Senza nulla voler togliere al fatto che a livello provinciale questo sistema “apre” le porte a forze nuove che altrimenti non riuscirebbero mai a farsi avanti, c’è il problema che talvolta, e le ultime assemblee provinciali sono state molto esplicite in questo, si vengono a creare pacchetti di voto di società da soli 10 voti, contro società tradizionali, capaci di interpretare un’atletica certamente più ampia e rappresentativa di chi ad esempio fa solo corsa su strada, o attività “monotematica”.

Il rischio potrebbe essere oggi, come domani, quello di vedere eletti Comitati Provinciali composti da sole società con 10 voti, in contrapposizione netta con società che hanno un impegno forte nell’atletica di base. Questo potrebbe significare la fine completa della promozione nelle provincie e di quell’attività minima che comunque ancora oggi esiste ed è vanto di tante zone d’Italia.

Da tempo ci gira un’idea, perché non avere una formula tipo “leghe”, in modo tale da avere sì una rappresentanza complessiva della nostra atletica (master, promozione, giovanile, settore assoluto, militari), unitamente ad atleti, giudici di gara, tecnici, dirigenti etc.
Naturalmente questo non dovrebbe necessariamente significare una crescita pletorica del Consiglio Federale, anzi un Consiglio frutto di una forte cura dimagrante non potrebbe essere che ben accetto.

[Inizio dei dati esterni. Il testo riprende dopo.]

// Copyright 2025 eraflo
//
// Licensed under the Apache License, Version 2.0 (the "License");
// you may not use this file except in compliance with the License.
// You may obtain a copy of the License at
//
//     http://www.apache.org/licenses/LICENSE-2.0
//
// Unless required by applicable law or agreed to in writing, software
// distributed under the License is distributed on an "AS IS" BASIS,
// WITHOUT WARRANTIES OR CONDITIONS OF ANY KIND, either express or implied.
// See the License for the specific language governing permissions and
// limitations under the License.

//! The contract between the frame orchestrator and the render lanes.
//!
//! A lane is a black box that turns descriptor handles and a command encoder
//! into draw or dispatch calls. The orchestrator only ever sees the four
//! operations of [`RenderLane`]: create, resize, draw and destroy.

use crate::{constants::ShadowCaster, scene::SceneResources};
use cadence_core::{
    CommandEncoder, DescriptorHandle, FrameState, GpuAddress, GraphicsDevice, PipelineKind,
    RenderError, TextureFormat, ToneMapper, Viewport,
};
use cadence_data::{ConstantBufferRing, DescriptorHeaps, StaticBufferPool, UploadHeap};
use glam::{Mat4, Vec4};
use std::fmt::Debug;

/// The attachments a lane renders into.
#[derive(Debug, Clone, PartialEq, Eq)]
pub struct TargetLayout {
    /// Color attachment formats, in slot order.
    pub color_formats: Vec<TextureFormat>,
    /// Depth attachment format, if any.
    pub depth_format: Option<TextureFormat>,
    /// MSAA sample count of the attachments.
    pub sample_count: u32,
}

impl TargetLayout {
    /// A single color attachment.
    pub fn color(format: TextureFormat, sample_count: u32) -> Self {
        Self {
            color_formats: vec![format],
            depth_format: None,
            sample_count,
        }
    }

    /// A depth-only layout.
    pub fn depth_only(format: TextureFormat, sample_count: u32) -> Self {
        Self {
            color_formats: Vec::new(),
            depth_format: Some(format),
            sample_count,
        }
    }

    /// Adds a depth attachment.
    pub fn with_depth(mut self, format: TextureFormat) -> Self {
        self.depth_format = Some(format);
        self
    }

    /// The pipeline shape for this layout.
    pub fn pipeline_kind(&self) -> PipelineKind {
        PipelineKind::Graphics {
            color_formats: self.color_formats.clone(),
            depth_format: self.depth_format,
            sample_count: self.sample_count,
        }
    }
}

/// Everything a lane may use while it is being created.
pub struct LaneContext<'a> {
    /// The device.
    pub device: &'a dyn GraphicsDevice,
    /// Descriptor pools; handles taken here are owned by the lane for good.
    pub descriptors: &'a mut DescriptorHeaps,
    /// Pool for geometry and constants that live as long as the lane.
    pub static_pool: &'a mut StaticBufferPool,
    /// Staging memory, flushed by the caller once creation is over.
    pub upload_heap: &'a mut UploadHeap,
    /// The loaded scene, for lanes that draw it.
    pub scene: Option<&'a SceneResources>,
    /// Attachments the lane will render into.
    pub targets: TargetLayout,
    /// Current window size.
    pub extent: (u32, u32),
}

/// Per-draw parameters beyond the shared frame constants.
#[derive(Debug, Clone, Copy, PartialEq)]
pub enum LaneInput {
    /// Nothing beyond the per-frame constants.
    Frame,
    /// Render depth from a light into its atlas quadrant.
    Shadow(ShadowCaster),
    /// Map HDR to the display.
    ToneMap {
        /// Exposure multiplier.
        exposure: f32,
        /// Operator.
        tone_mapper: ToneMapper,
    },
    /// Compute ambient occlusion.
    AmbientOcclusion {
        /// Whether to compute at half resolution.
        downsampled: bool,
    },
    /// Draw one wireframe box transformed by `world`.
    Wireframe {
        /// Maps the unit cube `[-1, 1]^3` into clip space.
        world: Mat4,
        /// Line color.
        color: Vec4,
    },
}

/// Everything a lane may use while it records a frame.
pub struct DrawContext<'a> {
    /// The device, for constant uploads.
    pub device: &'a dyn GraphicsDevice,
    /// This frame's constant ring.
    pub constants: &'a mut ConstantBufferRing,
    /// Address of this frame's [`PerFrameConstants`](crate::PerFrameConstants).
    pub per_frame: GpuAddress,
    /// The caller's frame description.
    pub frame: &'a FrameState,
    /// Viewport to render with.
    pub viewport: Viewport,
    /// Shader-visible inputs, bound in order after the lane's own tables.
    pub inputs: &'a [DescriptorHandle],
    /// Lane specific parameters.
    pub input: LaneInput,
}

impl DrawContext<'_> {
    /// Copies `value` into the constant ring.
    pub fn push_constants<T: bytemuck::Pod>(&mut self, value: &T) -> Result<GpuAddress, RenderError> {
        self.constants.allocate_pod(self.device, value)
    }
}

/// A render pass as seen by the orchestrator.
pub trait RenderLane: Send + Sync + Debug {
    /// Label used in logs, debug markers and timer marks.
    fn name(&self) -> &'static str;

    /// Creates pipelines, descriptors and static data.
    fn on_create(&mut self, ctx: &mut LaneContext<'_>) -> Result<(), RenderError>;

    /// Follows a window size change.
    fn on_resize(&mut self, width: u32, height: u32);

    /// Records the lane's work.
    ///
    /// Attachments are already bound and in the states the lane expects;
    /// a lane never issues barriers on resources it does not own.
    fn draw(&self, encoder: &mut dyn CommandEncoder, ctx: &mut DrawContext<'_>) -> Result<(), RenderError>;

    /// Releases everything `on_create` made. Must be safe to call twice.
    fn on_destroy(&mut self, device: &dyn GraphicsDevice);
}

pub(crate) fn not_created(lane: &str) -> RenderError {
    RenderError::ResourceError(format!("lane '{lane}' drawn before on_create"))
}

A tal punto un Consiglio Federale con un Presidente, pochi consiglieri ed i rappresentati delle Leghe, potrebbe essere ai vertici di una camera alta, sotto la quale si andrebbero a posizionare, in una sorta di Camera Bassa tutti i Presidenti Regionali, che certamente hanno il polso dell’atletica della periferia. Nel frattempo nelle Leghe si potrebbe avere, così come in molti altri sport in Italia, una discussione e gestione attenta delle specifiche valenze del settore, capace anche di fronteggiare gli attuali venti di tempesta che arrivano da Enti di Promozione e predicatori vari, tesi molto spesso, più a conquistare fette di potere, che realmente collegate a crescita dell’atletica leggera.

Forse troppi salti tutti insieme, ma di certo si sente la necessità di avere davanti strutture vere e non elezioni rachitiche, talvolta contaminate da strane “formule” risolutive. Un voto a tutte le società affiliate, più naturalmente i voti da dividere sulla scorta dell’attività specifica, che sono sacrosanti e che danno identità e spessore al reale lavoro delle società siano esse di base che di vertice. La possibilità alle società settoriali di esprimersi nel proprio settore (la lega), in modo veramente democratico, caso mai andando a costruire qui alleanze su specifiche necessità e “rivoluzioni” del settore.

Accanto al voto delle società, il voto per le altre figure di tesserati, i tecnici, gli atleti, i dirigenti, i giudici di gara, che potranno eleggere le proprie rappresentanze in ambito regionale e quindi esprimersi in Assemblea Nazionale, dove andranno ad eleggere i propri rappresentanti in seno al Consiglio Federale. Il tutto non per umiliare minoranze e rappresentanze specifiche, ma perché tutti trovino spazio in un’atletica sempre più partecipata.